— The task —
Search the entries for the word "then" and report each line that has it.

(Stored items)

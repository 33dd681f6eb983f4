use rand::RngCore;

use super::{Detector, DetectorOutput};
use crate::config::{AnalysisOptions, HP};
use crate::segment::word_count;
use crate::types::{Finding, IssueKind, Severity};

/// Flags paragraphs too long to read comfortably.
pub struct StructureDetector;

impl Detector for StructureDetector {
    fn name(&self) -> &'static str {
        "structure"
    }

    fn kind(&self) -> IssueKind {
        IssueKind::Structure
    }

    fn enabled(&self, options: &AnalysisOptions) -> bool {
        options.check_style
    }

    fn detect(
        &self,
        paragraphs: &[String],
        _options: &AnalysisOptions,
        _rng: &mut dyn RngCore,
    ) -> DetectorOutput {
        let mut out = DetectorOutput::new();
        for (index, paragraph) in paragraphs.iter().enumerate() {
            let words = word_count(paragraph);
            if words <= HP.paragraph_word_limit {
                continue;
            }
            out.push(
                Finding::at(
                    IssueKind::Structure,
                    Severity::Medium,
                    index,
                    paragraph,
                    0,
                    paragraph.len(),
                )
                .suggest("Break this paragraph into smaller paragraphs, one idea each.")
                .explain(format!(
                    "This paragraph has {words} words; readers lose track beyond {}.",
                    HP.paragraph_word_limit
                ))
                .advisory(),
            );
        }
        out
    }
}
==
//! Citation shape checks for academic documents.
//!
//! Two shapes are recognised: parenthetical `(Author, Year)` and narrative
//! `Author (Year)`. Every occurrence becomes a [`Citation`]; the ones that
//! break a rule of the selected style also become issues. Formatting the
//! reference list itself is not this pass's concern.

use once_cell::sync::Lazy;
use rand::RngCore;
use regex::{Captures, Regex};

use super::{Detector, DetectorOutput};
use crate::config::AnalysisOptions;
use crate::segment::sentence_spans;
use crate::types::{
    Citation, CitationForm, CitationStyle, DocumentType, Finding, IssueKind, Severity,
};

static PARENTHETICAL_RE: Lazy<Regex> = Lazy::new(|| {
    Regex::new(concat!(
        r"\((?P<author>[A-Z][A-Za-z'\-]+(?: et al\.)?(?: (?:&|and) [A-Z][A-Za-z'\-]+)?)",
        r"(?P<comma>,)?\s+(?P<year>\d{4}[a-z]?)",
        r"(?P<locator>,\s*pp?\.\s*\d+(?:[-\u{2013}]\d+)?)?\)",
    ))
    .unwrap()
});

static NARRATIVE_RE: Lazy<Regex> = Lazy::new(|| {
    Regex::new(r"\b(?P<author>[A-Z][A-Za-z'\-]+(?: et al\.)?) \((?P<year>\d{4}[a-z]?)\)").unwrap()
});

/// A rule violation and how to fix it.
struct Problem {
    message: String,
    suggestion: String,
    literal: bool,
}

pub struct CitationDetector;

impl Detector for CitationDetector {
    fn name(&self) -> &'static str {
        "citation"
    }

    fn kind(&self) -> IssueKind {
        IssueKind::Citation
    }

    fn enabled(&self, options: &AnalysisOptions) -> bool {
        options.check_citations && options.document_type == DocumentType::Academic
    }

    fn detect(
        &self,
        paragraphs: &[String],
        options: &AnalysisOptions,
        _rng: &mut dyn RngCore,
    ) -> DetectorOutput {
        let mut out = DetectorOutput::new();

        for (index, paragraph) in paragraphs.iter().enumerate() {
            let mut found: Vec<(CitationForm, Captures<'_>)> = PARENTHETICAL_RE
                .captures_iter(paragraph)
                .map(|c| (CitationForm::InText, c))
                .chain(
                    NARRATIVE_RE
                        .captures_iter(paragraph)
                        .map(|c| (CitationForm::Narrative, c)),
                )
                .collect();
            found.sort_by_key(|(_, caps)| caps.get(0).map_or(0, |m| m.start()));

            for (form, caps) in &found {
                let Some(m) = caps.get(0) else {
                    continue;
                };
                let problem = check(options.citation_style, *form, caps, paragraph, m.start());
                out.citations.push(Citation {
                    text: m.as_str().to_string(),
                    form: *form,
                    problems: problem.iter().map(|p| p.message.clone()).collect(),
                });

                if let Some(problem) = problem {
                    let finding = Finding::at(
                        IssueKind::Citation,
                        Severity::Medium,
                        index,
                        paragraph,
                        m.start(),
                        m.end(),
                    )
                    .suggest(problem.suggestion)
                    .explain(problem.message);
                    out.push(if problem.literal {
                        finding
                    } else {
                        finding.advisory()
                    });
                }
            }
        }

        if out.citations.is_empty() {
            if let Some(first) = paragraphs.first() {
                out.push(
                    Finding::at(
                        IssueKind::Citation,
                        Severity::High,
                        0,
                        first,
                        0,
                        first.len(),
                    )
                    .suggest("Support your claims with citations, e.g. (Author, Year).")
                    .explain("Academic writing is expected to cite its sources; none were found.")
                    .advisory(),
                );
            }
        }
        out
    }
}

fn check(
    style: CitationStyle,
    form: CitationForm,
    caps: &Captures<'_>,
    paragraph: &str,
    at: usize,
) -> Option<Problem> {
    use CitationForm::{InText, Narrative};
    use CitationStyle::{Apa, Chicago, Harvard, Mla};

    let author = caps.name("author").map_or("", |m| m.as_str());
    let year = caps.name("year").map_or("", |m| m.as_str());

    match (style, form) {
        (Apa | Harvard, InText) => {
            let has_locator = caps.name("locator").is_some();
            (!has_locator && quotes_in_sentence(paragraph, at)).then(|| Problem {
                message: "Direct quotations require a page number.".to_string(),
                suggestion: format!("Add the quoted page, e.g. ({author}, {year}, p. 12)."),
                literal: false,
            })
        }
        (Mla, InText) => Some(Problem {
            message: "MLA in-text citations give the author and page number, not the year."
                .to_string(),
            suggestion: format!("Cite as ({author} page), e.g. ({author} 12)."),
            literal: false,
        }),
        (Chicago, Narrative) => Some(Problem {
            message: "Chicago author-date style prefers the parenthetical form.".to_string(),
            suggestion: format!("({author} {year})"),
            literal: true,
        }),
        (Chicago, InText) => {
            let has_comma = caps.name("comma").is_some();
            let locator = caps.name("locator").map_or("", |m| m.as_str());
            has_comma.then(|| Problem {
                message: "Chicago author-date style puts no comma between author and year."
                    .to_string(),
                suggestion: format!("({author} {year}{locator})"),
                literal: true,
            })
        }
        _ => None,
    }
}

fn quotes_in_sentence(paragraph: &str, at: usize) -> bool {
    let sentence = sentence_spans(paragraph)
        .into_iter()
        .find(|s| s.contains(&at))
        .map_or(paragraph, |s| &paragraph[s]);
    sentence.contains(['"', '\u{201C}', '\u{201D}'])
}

— Problem solution —
            (!has_locator && quotes_in_sentence(paragraph, at)).then(|| Problem {
            has_comma.then(|| Problem {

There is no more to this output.